Choć popularność tanich chwilówek rośnie, wciąż wiele osób nie darzy firm pożyczkowych wysokim zaufaniem. Dzieje się tak ze względu na nadużycia, które miały miejsce w przeszłości i zostały mocno nagłośnione przez media.
W rzeczywistości to, czy zostaniemy oszukani, w dużej mierze zależy od nas samych. Warto więc zachować podstawowe zasady bezpieczeństwa decydując się na zaciągnięcie kredytu.
Pierwszą kwestią jest odpowiedni wybór firmy pożyczkowej. Zawsze sprawdzajmy, czy wybrana przez nas instytucja należy do ZFP, czyli Związku Firm Pożyczkowych. Na tę listę wpisani są tylko uczciwi pożyczkodawcy, działający na rynku legalnie, w zgodzie z polskim prawem. Oszuści mogą podszywać się pod te firmy na przykład poprzez bardzo zbliżoną nazwę czy to samej firmy, czy podobny adres strony internetowej.
Po drugie, i najważniejsze, zawsze dokładnie czytajmy umowę. Większość problemów ze spłaceniem zaciągniętych zobowiązań wynika nie z nieuczciwości pożyczkodawców, a braku odpowiedzialności klientów. Obowiązujące prawo nie pozwala na ukrycie jakichkolwiek kosztów kredytu. Wszystko więc jest w umowie. Bądźmy również świadomi, że w sytuacji przekroczenia ustalonego terminu zwrotu poniesiemy znacznie większe koszty - w grę wchodzą odsetki karne, a na dalszym etapie również koszty postępowania sądowego.
Weźmy też pod uwagę, że wypełniając wniosek mogliśmy się po prostu pomylić, lub pomyłka nastąpiła na dalszym etapie. Sprawdźmy więc ponownie numer konta, na który kwota pożyczki ma zostać wpłacona, jej kwotę oraz koszty pożyczki.
Umowę należy dokładnie czytać także z uwagi na możliwość ataku hakerów. Przestępcy często chcą przejąć kwotę pożyczki, korzystając z naszego braku uwagi. W tym celu podmieniają oni podany przez nas numer konta. Warto więc sprawdzać go na każdym etapie składania wniosku o pożyczkę i zawierania transakcji.

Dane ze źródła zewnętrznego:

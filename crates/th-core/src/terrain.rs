//! Terrain surrounding a town and the item needed to cross it.

use crate::config::Unlocks;
use crate::dice::Dice;
use crate::hunter::Hunter;
use crate::item::Item;

/// The six kinds of terrain a town can be surrounded by.
#[derive(Debug, Clone, Copy, PartialEq, Eq, Hash)]
pub enum TerrainKind {
    /// Crossed with a rope.
    Mountains,
    /// Crossed with a boat.
    Ocean,
    /// Crossed with a horse.
    Plains,
    /// Crossed with water.
    Desert,
    /// Crossed with a machete (or the sword, when unlocked).
    Jungle,
    /// Crossed with boots.
    Marsh,
}

impl TerrainKind {
    /// Every terrain kind, in draw order.
    pub const ALL: [TerrainKind; 6] = [
        Self::Mountains,
        Self::Ocean,
        Self::Plains,
        Self::Desert,
        Self::Jungle,
        Self::Marsh,
    ];

    /// Display name.
    pub fn name(self) -> &'static str {
        match self {
            Self::Mountains => "Mountains",
            Self::Ocean => "Ocean",
            Self::Plains => "Plains",
            Self::Desert => "Desert",
            Self::Jungle => "Jungle",
            Self::Marsh => "Marsh",
        }
    }

    /// The item that always crosses this terrain.
    pub fn required_item(self) -> Item {
        match self {
            Self::Mountains => Item::Rope,
            Self::Ocean => Item::Boat,
            Self::Plains => Item::Horse,
            Self::Desert => Item::Water,
            Self::Jungle => Item::Machete,
            Self::Marsh => Item::Boots,
        }
    }
}

impl std::fmt::Display for TerrainKind {
    fn fmt(&self, f: &mut std::fmt::Formatter<'_>) -> std::fmt::Result {
        f.write_str(self.name())
    }
}

/// A crossing obstacle. Immutable once built.
#[derive(Debug, Clone, PartialEq, Eq)]
pub struct Terrain {
    kind: TerrainKind,
    alternate: Option<Item>,
}

impl Terrain {
    /// Build a terrain, applying the session's unlocks.
    pub fn new(kind: TerrainKind, unlocks: Unlocks) -> Self {
        let alternate = match kind {
            TerrainKind::Jungle if unlocks.samurai_sword => Some(Item::Sword),
            _ => None,
        };
        Self { kind, alternate }
    }

    /// Draw a terrain uniformly from the six kinds.
    pub fn roll<D: Dice + ?Sized>(dice: &mut D, unlocks: Unlocks) -> Self {
        let kind = TerrainKind::ALL[dice.below(TerrainKind::ALL.len() as u32) as usize];
        Self::new(kind, unlocks)
    }

    /// The kind of terrain.
    pub fn kind(&self) -> TerrainKind {
        self.kind
    }

    /// Display name.
    pub fn name(&self) -> &'static str {
        self.kind.name()
    }

    /// The item that always crosses this terrain.
    pub fn required_item(&self) -> Item {
        self.kind.required_item()
    }

    /// A second item that also crosses, if one is unlocked.
    pub fn alternate_item(&self) -> Option<Item> {
        self.alternate
    }

    /// The item the hunter would use to cross, preferring the required one.
    pub fn crossing_item(&self, hunter: &Hunter) -> Option<Item> {
        let required = self.required_item();
        if hunter.has_item(required) {
            return Some(required);
        }
        self.alternate.filter(|&item| hunter.has_item(item))
    }

    /// Returns true if the hunter carries something that crosses this terrain.
    pub fn can_cross(&self, hunter: &Hunter) -> bool {
        self.crossing_item(hunter).is_some()
    }
}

Hakerzy mogą mieć również na celu uzyskanie dostępu do naszego konta w banku. Dlatego tak ważne jest, aby zawsze korzystać z bezpiecznych połączeń internetowych - czy to korzystamy z komputera, czy smartfona. Dlatego jeśli nie mamy pełnego zaufania do sieci, z której korzystamy - nigdy za jej pośrednictwem nie składajmy wniosku kredytowego ani nie logujmy się w naszym banku. Opcja logowania się w banku wchodzi w grę w celu ułatwienia weryfikacji naszej zdolności kredytowej - zamiast samodzielnego dostarczania wyciągów z konta udzielamy firmie pożyczkowej pełnomocnictwa do zapoznania się z nimi. Uważajmy szczególnie na sieci internetowe do których dostęp jest otwarty - czy to służące klientom danej instytucji, czy też, tym bardziej, udostępniane przez prywatnych użytkowników.
Pamiętajmy też, żeby podczas składania wniosku kredytowego zawsze korzystać z urządzenia zaopatrzonego w aktualny i pewny program antywirusowy. Szkodliwe oprogramowanie, zainstalowane na naszym urządzeniu, może przechwytywać nasze wrażliwe dane. Jest to dodatkowy argument przeciwko korzystaniu z obcych laptopów, tabletów czy smartfonów, nawet, jeśli należą one do kogoś, kogo znamy.